Ele me algemou na cabeceira da cama, vendou meus olhos e passou quase uma hora me provocando: lambendo, chupando, enfiando dedos na boceta e no cu, mas sem me deixar gozar. Eu implorava.

— Por favor, Pedro… me fode… eu preciso…

— Implora direito, sua puta submissa.

— Por favor, me usa… eu sou sua vadia… me fode como quiser… eu faço qualquer coisa…

Só então ele me virou de bruços, levantou minha bunda e enfiou o pau no meu cu sem quase nenhum preparo — só o suficiente de lubrificante pra não machucar. Metia fundo, forte, batendo as bolas contra minha boceta encharcada. Eu gritava de prazer, completamente entregue.

— Isso… toma no cu, sua professora puta. Você nasceu pra ser arrombada por mim.

Eu gozei tão forte que molhei os lençóis. Ele continuou, me xingando, me chamando de vadia casada, de puta viciada em pica de aluno, até gozar dentro da minha bunda.

Depois, ainda algemada e vendada, ele me fez chupar o pau sujo do cu dele. Eu obedeci, lambendo tudo, gemendo como uma cadela no cio. Nunca tinha feito algo tão degradante. E nunca tinha gozado tanto na vida.

A cada encontro eu ficava mais submissa.

Ele mandava eu mandar fotos da minha boceta no banheiro de casa. Eu mandava.

Mandava eu usar plug anal o dia inteiro e mandar vídeo provando. Eu mandava.

Mandava eu não gozar sem permissão dele — mesmo quando transava com Paulo.

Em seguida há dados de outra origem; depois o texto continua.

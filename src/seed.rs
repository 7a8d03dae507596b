//! Seed script generation.
//!
//! Emits a deterministic `prisma/seed.js`: models that participate in a
//! relation are seeded with sequential creates so generated ids can be
//! referenced by their children; unrelated models use one batched
//! `createMany`. Sample values are a pure function of the field name,
//! model name, and record index, so repeated runs of the transpiler
//! produce identical scripts.

use crate::{
    ast::{FieldDecl, ModelDecl},
    context::Context,
    naming::lower_first,
    resolve::RelationGraph,
};

/// Records seeded per model.
const RECORDS_PER_MODEL: usize = 3;

pub fn generate_seed(context: &Context, graph: &RelationGraph) -> String {
    let mut out = String::new();
    out.push_str("const { PrismaClient } = require(\"@prisma/client\");\n\n");
    out.push_str("const prisma = new PrismaClient();\n\n");

    for edge in &graph.broken_edges {
        out.push_str(&format!(
            "// {}.{} -> {} was dropped from the dependency order to break a cycle;\n// seeded records leave it null.\n",
            edge.child_model, edge.fk_field, edge.parent_model
        ));
    }
    if !graph.broken_edges.is_empty() {
        out.push('\n');
    }

    out.push_str("async function main() {\n");

    // Children first so FK constraints never block the wipe.
    for model_name in &graph.deletion_order {
        if let Some(model) = find_model(context, model_name) {
            out.push_str(&format!(
                "  await prisma.{}.deleteMany();\n",
                lower_first(&model.name)
            ));
        }
    }
    out.push('\n');

    for model_name in &graph.creation_order {
        let Some(model) = find_model(context, model_name) else {
            continue;
        };
        if graph.is_related(model_name) {
            out.push_str(&render_sequential_creates(context, model, graph));
        } else {
            out.push_str(&render_batch_create(model));
        }
        out.push('\n');
    }

    out.push_str("  console.log(\"seeded\");\n");
    out.push_str("}\n\n");
    out.push_str("main()\n");
    out.push_str("  .catch((err) => {\n");
    out.push_str("    console.error(err);\n");
    out.push_str("    process.exit(1);\n");
    out.push_str("  })\n");
    out.push_str("  .finally(() => prisma.$disconnect());\n");
    out
}

fn find_model<'a>(context: &'a Context, name: &str) -> Option<&'a ModelDecl> {
    context.models.iter().find(|m| m.name == name)
}

/// Sequential creates, one const per record, so children can reference
/// `parent0.id`.
fn render_sequential_creates(context: &Context, model: &ModelDecl, graph: &RelationGraph) -> String {
    let client = lower_first(&model.name);
    let mut out = String::new();

    for index in 0..RECORDS_PER_MODEL {
        let mut pairs = Vec::new();
        for field in seedable_fields(model) {
            if field.ty == "ref" {
                let broken = graph.broken_edges.iter().any(|e| {
                    e.child_model == model.name && e.fk_field == field.name
                });
                // An undeclared or self-referential target has no seeded
                // parent variable to point at.
                let unseedable = field.relation.as_deref().is_none_or(|target| {
                    target == model.name || find_model(context, target).is_none()
                });
                if broken || unseedable || (field.optional && index == 0) {
                    pairs.push(format!("{}Id: null", field.name));
                } else {
                    // Spread children across the seeded parents.
                    let parent_var = record_var(
                        field.relation.as_deref().unwrap_or(""),
                        index % RECORDS_PER_MODEL,
                    );
                    pairs.push(format!("{}Id: {}.id", field.name, parent_var));
                }
                continue;
            }
            pairs.push(format!(
                "{}: {}",
                field.name,
                sample_value(field, &model.name, index)
            ));
        }
        out.push_str(&format!(
            "  const {} = await prisma.{}.create({{ data: {{ {} }} }});\n",
            record_var(&model.name, index),
            client,
            pairs.join(", ")
        ));
    }
    out
}

/// One `createMany` for models no relation touches.
fn render_batch_create(model: &ModelDecl) -> String {
    let client = lower_first(&model.name);
    let mut out = String::new();
    out.push_str(&format!(
        "  await prisma.{}.createMany({{\n    data: [\n",
        client
    ));
    for index in 0..RECORDS_PER_MODEL {
        let pairs: Vec<String> = seedable_fields(model)
            .into_iter()
            .filter(|f| f.ty != "ref")
            .map(|f| format!("{}: {}", f.name, sample_value(f, &model.name, index)))
            .collect();
        out.push_str(&format!("      {{ {} }},\n", pairs.join(", ")));
    }
    out.push_str("    ],\n  });\n");
    out
}

fn seedable_fields(model: &ModelDecl) -> Vec<&FieldDecl> {
    model
        .fields
        .iter()
        .filter(|f| !f.primary && !f.auto && f.ty != "many")
        .collect()
}

fn record_var(model: &str, index: usize) -> String {
    format!("{}{}", lower_first(model), index)
}

/// Deterministic sample value as a JS literal.
///
/// The field name is consulted before the declared type so that `email`
/// and `price` columns get plausible content; optional fields are null
/// on the first record to exercise both shapes.
pub fn sample_value(field: &FieldDecl, model: &str, index: usize) -> String {
    if field.optional && index == 0 {
        return "null".to_string();
    }

    let name = field.name.to_lowercase();
    let model_slug = model.to_lowercase();

    if field.ty == "enum" && !field.variants.is_empty() {
        return js_string(&field.variants[index % field.variants.len()]);
    }

    if name.contains("email") {
        return js_string(&format!("user{}@example.com", index + 1));
    }
    if name.contains("password") {
        return js_string(&format!("hashed-password-{}", index + 1));
    }
    if name == "name" || name.ends_with("name") {
        const NAMES: &[&str] = &["Ada Lovelace", "Grace Hopper", "Alan Turing"];
        return js_string(NAMES[index % NAMES.len()]);
    }
    if name.contains("title") {
        return js_string(&format!("Sample {} {}", capitalize_word(model), index + 1));
    }
    if name.contains("slug") {
        return js_string(&format!("{}-{}", model_slug, index + 1));
    }
    if name.contains("url") || name.contains("link") || name.contains("website") {
        return js_string(&format!("https://example.com/{}/{}", model_slug, index + 1));
    }
    if name.contains("phone") {
        return js_string(&format!("+1 555 010{}", index + 1));
    }
    if name.contains("price") || name.contains("amount") || name.contains("cost") {
        return format!("{}.99", (index + 1) * 10 - 1);
    }
    if name.contains("rating") || name.contains("score") {
        return format!("{}", (index % 5) + 1);
    }
    if name.contains("count") || name.contains("qty") || name.contains("quantity") {
        return format!("{}", index + 1);
    }
    if name.contains("description") || name.contains("body") || name.contains("content")
        || name.contains("text") || name.contains("note") || name.contains("message")
    {
        return js_string(&format!(
            "Example {} content number {}.",
            model_slug,
            index + 1
        ));
    }

    match field.ty.as_str() {
        "str" | "text" => js_string(&format!("{} {}", field.name, index + 1)),
        "int" => format!("{}", index + 1),
        "float" | "money" => format!("{}.5", index + 1),
        "bool" => if index % 2 == 1 { "true" } else { "false" }.to_string(),
        "date" => format!("new Date(\"2024-01-0{}T00:00:00Z\")", index + 1),
        "list" => "[]".to_string(),
        "obj" => "{}".to_string(),
        _ => js_string(&format!("{} {}", field.name, index + 1)),
    }
}

fn js_string(s: &str) -> String {
    serde_json::to_string(s).unwrap_or_else(|_| format!("\"{}\"", s))
}

fn capitalize_word(s: &str) -> String {
    let mut chars = s.chars();
    match chars.next() {
        Some(first) => first.to_uppercase().collect::<String>() + chars.as_str(),
        None => String::new(),
    }
}
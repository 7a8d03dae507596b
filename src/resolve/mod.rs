//! Pure resolvers bridging DSL intent to generated-code shape.
//!
//! Everything here operates on the extracted [`crate::context::Context`]
//! and returns new structures; nothing is mutated in place and nothing
//! errors: an unresolvable input is a valid outcome the backends
//! degrade around.

pub mod bind;
pub mod relations;
pub mod routes;

pub use bind::{BindChain, binding_base, binding_path, is_binding, resolve_bind_chain};
pub use relations::{FkEdge, ManyToMany, RelationGraph, resolve_relations};
pub use routes::{MutationRouteMatch, find_matching_route};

Eu obedecia, segurando o orgasmo até poder me tocar pensando nele.

Eu estava viciada.

Viciada no jeito que ele me dominava, no jeito que me fazia sentir pequena, usada, desejada de forma suja.

Viciada em ser chamada de puta, vadia, cadela.

Viciada em sentir dor gostosa misturada com prazer.

Em casa, eu sorria para Paulo e brincava com as crianças, mas minha mente vivia no próximo encontro. No próximo comando. Na próxima vez que eu poderia me ajoelhar e dizer “sou sua”.

Pedro já percebia o quanto eu estava entregue. Uma noite, depois de me foder por quase duas horas seguidas — boceta, boca, cu, tudo —, ele acariciou meu cabelo suado e sussurrou:

— Você tá cada dia mais minha, né, Carla? Logo não vai conseguir mais viver sem ser usada por mim.

Eu, ainda tremendo do orgasmo, respondi sem pensar:

— Eu já não consigo…

E era verdade.

A professora perfeita tinha virado uma puta submissa e viciada.